Hazardous pesticides are an overlooked circular crisis

From the newsletter

Seven African countries have been selected in the first round of funding from the Global Framework on Chemicals Fund, joining global efforts to phase out highly hazardous pesticides. While pesticides aren’t officially classified as waste, their toxic legacy makes regulation critical to Africa’s broader shift toward safer, regenerative and ultimately circular economies.

  • As a largely agricultural continent, Africa has some of the highest pesticide exposure rates globally. This makes the region especially vulnerable to chemical-related health harms, yet solutions remain underfunded and poorly enforced.

  • While plastics and e-waste receive growing attention and investment, chemical waste remains a blind spot. Weak regulation continues to allow toxic exposures to persist across farming and other sectors.

More details

  • The Fund is part of the Global Framework on Chemicals, a voluntary multi-stakeholder platform adopted at the Fifth International Conference on Chemicals Management in 2023 to promote the safe and sustainable management of chemicals and waste across all sectors.

  • In Africa, Benin, Burkina Faso, Guinea and Senegal will implement the project Highly Hazardous Pesticides: Analysis, Regulation and Sustainable Alternatives while Ethiopia, Kenya and Tanzania will roll out Building Capacity for Replacing Highly Hazardous Pesticides with Agroecology. In Latin America, the selected countries are Colombia, Peru, El Salvador and Honduras.

  • The selection followed the Framework Fund’s first call for applications in October 2024, which attracted 105 applications from 77 countries. The selected projects will benefit from the Fund’s initial pledge of US$28 million, receiving grants ranging from US$300,000 to US$800,000 for implementation periods of up to three years.

  • Africa’s inclusion in this first round of funding marks long overdue recognition of the continent’s acute vulnerability to pesticide-related harm. Driven by informal trade, weak regulation and widespread use of toxic products banned elsewhere, Africa now faces some of the world’s highest pesticide exposure rates.

  • According to UN and civil society data, between 6% and 10% of pesticides registered in African, Caribbean and Pacific countries are classified as highly hazardous. In some African nations, such as Kenya, up to 70% of pesticide volumes in use fall into this category.
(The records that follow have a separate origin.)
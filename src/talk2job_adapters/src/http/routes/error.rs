use axum::{
    Json,
    http::StatusCode,
    response::{IntoResponse, Response},
};
use serde::Serialize;
use talk2job_application::{
    EndSessionError, EstablishSessionError, OAuthSignInError, SignUpError,
};
use talk2job_core::{FormField, IdentityError, ProviderCode, UserStoreError, ValidationError};
use thiserror::Error;

/// The uniform body of every auth endpoint response, success or failure.
/// `field` names the form field a failure message belongs to.
#[derive(Serialize)]
pub struct AuthResponse {
    pub success: bool,
    pub message: String,
    #[serde(skip_serializing_if = "Option::is_none")]
    pub field: Option<&'static str>,
}

impl AuthResponse {
    pub fn success(message: impl Into<String>) -> Self {
        AuthResponse {
            success: true,
            message: message.into(),
            field: None,
        }
    }
}

#[derive(Debug, Error)]
pub enum ApiError {
    #[error("{0}")]
    InvalidInput(#[from] ValidationError),

    #[error("{0}")]
    Identity(#[from] IdentityError),

    #[error("No account found with this email")]
    UserNotFound,

    #[error("An account already exists with this email address.")]
    UserAlreadyExists,

    #[error("Invalid or expired identity token.")]
    InvalidToken,

    #[error("Email address is required. Please try again with an account that has an email.")]
    EmailRequired,

    #[error("Failed to logout.")]
    LogoutFailed,

    #[error("An unexpected error occurred. Please try again.")]
    UnexpectedError(String),
}

impl ApiError {
    fn field(&self) -> FormField {
        match self {
            ApiError::InvalidInput(e) => e.field(),
            ApiError::Identity(e) => e.field(),
            ApiError::UserNotFound | ApiError::UserAlreadyExists => FormField::Email,
            ApiError::InvalidToken
            | ApiError::EmailRequired
            | ApiError::LogoutFailed
            | ApiError::UnexpectedError(_) => FormField::General,
        }
    }

    fn status_code(&self) -> StatusCode {
        match self {
            ApiError::InvalidInput(_) | ApiError::EmailRequired => StatusCode::BAD_REQUEST,

            ApiError::UserAlreadyExists => StatusCode::CONFLICT,

            ApiError::Identity(IdentityError::Code(code)) => match code {
                ProviderCode::EmailAlreadyInUse => StatusCode::CONFLICT,
                ProviderCode::InvalidEmail
                | ProviderCode::WeakPassword
                | ProviderCode::OperationNotAllowed => StatusCode::BAD_REQUEST,
                ProviderCode::TooManyRequests => StatusCode::TOO_MANY_REQUESTS,
                ProviderCode::NetworkFailure => StatusCode::BAD_GATEWAY,
                _ => StatusCode::UNAUTHORIZED,
            },
            ApiError::Identity(IdentityError::Unrecognized(_)) => {
                StatusCode::INTERNAL_SERVER_ERROR
            }

            ApiError::UserNotFound | ApiError::InvalidToken => StatusCode::UNAUTHORIZED,

            ApiError::LogoutFailed | ApiError::UnexpectedError(_) => {
                StatusCode::INTERNAL_SERVER_ERROR
            }
        }
    }
}

impl IntoResponse for ApiError {
    fn into_response(self) -> Response {
        if let ApiError::UnexpectedError(detail) = &self {
            tracing::error!(error = %detail, "request failed unexpectedly");
        }
        if let ApiError::Identity(IdentityError::Unrecognized(code)) = &self {
            tracing::error!(provider_code = %code, "unrecognized identity provider error");
        }

        let body = Json(AuthResponse {
            success: false,
            message: self.to_string(),
            field: Some(self.field().as_str()),
        });

        (self.status_code(), body).into_response()
    }
}

impl From<UserStoreError> for ApiError {
    fn from(error: UserStoreError) -> Self {
        match error {
            UserStoreError::UserAlreadyExists => ApiError::UserAlreadyExists,
            UserStoreError::UserNotFound => ApiError::UserNotFound,
            UserStoreError::UnexpectedError(e) => ApiError::UnexpectedError(e),
        }
    }
}

impl From<SignUpError> for ApiError {
    fn from(error: SignUpError) -> Self {
        match error {
            SignUpError::Identity(e) => ApiError::Identity(e),
            SignUpError::UserStore(e) => e.into(),
        }
    }
}

impl From<EstablishSessionError> for ApiError {
    fn from(error: EstablishSessionError) -> Self {
        match error {
            EstablishSessionError::InvalidToken => ApiError::InvalidToken,
            EstablishSessionError::UserNotFound => ApiError::UserNotFound,
            EstablishSessionError::SessionStore(e) => ApiError::UnexpectedError(e.to_string()),
            EstablishSessionError::UserStore(e) => e.into(),
        }
    }
}

impl From<OAuthSignInError> for ApiError {
    fn from(error: OAuthSignInError) -> Self {
        match error {
            OAuthSignInError::InvalidToken => ApiError::InvalidToken,
            OAuthSignInError::EmailRequired => ApiError::EmailRequired,
            OAuthSignInError::UserNotFound => ApiError::UserNotFound,
            OAuthSignInError::UserStore(e) => e.into(),
            OAuthSignInError::SessionStore(e) => ApiError::UnexpectedError(e.to_string()),
        }
    }
}

impl From<EndSessionError> for ApiError {
    fn from(_: EndSessionError) -> Self {
        ApiError::LogoutFailed
    }
}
  • Smallholder farmers who are the backbone of Africa’s food system are most exposed. Lacking protective gear, proper training or clear labelling, they face elevated risks of respiratory illness, cancers and reproductive disorders, especially among women and children. Despite this, responses remain underfunded and poorly coordinated, leaving rural communities to bear the brunt of chemical harm.

  • Yet agrochemical waste is still missing from Africa’s circular economy agenda. While plastics and e-waste receive growing attention, the toxic footprint of hazardous pesticides is equally damaging and deeply embedded in the continent’s food systems. This pollution contributes to soil degradation, water contamination and biodiversity loss, weakening long-term agricultural productivity and public health.

  • The circular economy offers a valuable lens to tackle these challenges. Its core principles, eliminating pollution, preserving resource value and regenerating natural systems, are highly relevant to agriculture. These translate into reducing synthetic inputs, cycling nutrients to restore soil and favouring safe, renewable solutions. Yet current pesticide dependence undermines all three. It creates toxic waste streams, locks farmers into extractive input cycles and erodes environmental resilience.

  • Agroecology, proposed in some of the new projects under Global Framework on Chemicals Fund, offers a compelling alternative. It encourages practices like composting, intercropping and biological pest control, low input methods already practised informally by many African farmers. The African Union’s Green Recovery Action Plan (2021–2027) backs such nature-based solutions as part of its sustainability agenda.

  • Globally recognised tools already exist to guide this transition. The Voluntary Guidelines for Sustainable Soil Management, the International Code of Conduct on Pesticide Management and Fertiliser Use all promote safer, integrated farming approaches. But uptake remains slow, hampered by fragmented governance, outdated laws and weak investment.

  • Adopting the Globally Harmonized System of Classification and Labelling of Chemicals (GHS) is a vital step. But without stronger regulation, coordination and investment, Africa risks locking in toxic agricultural models that undermine its long-term regenerative potential.

Our take

  • Ecological alternatives to hazardous pesticides are not optional; they are essential to restoring degraded soils, protecting water systems and building resilient agricultural systems. Without this shift, Africa’s food systems will remain chemically dependent and environmentally fragile.

  • Governments must embed pesticide reform into circular economy strategies, aligning environmental, health and agricultural policies to confront toxic exposures and promote sustainable farming across the continent.

  • Agrochemical pollution must be treated as a systemic threat, not a side issue, in circular transition planning. Unless urgently addressed, pesticide waste will continue to undermine Africa’s health, food systems and progress toward a truly regenerative economy.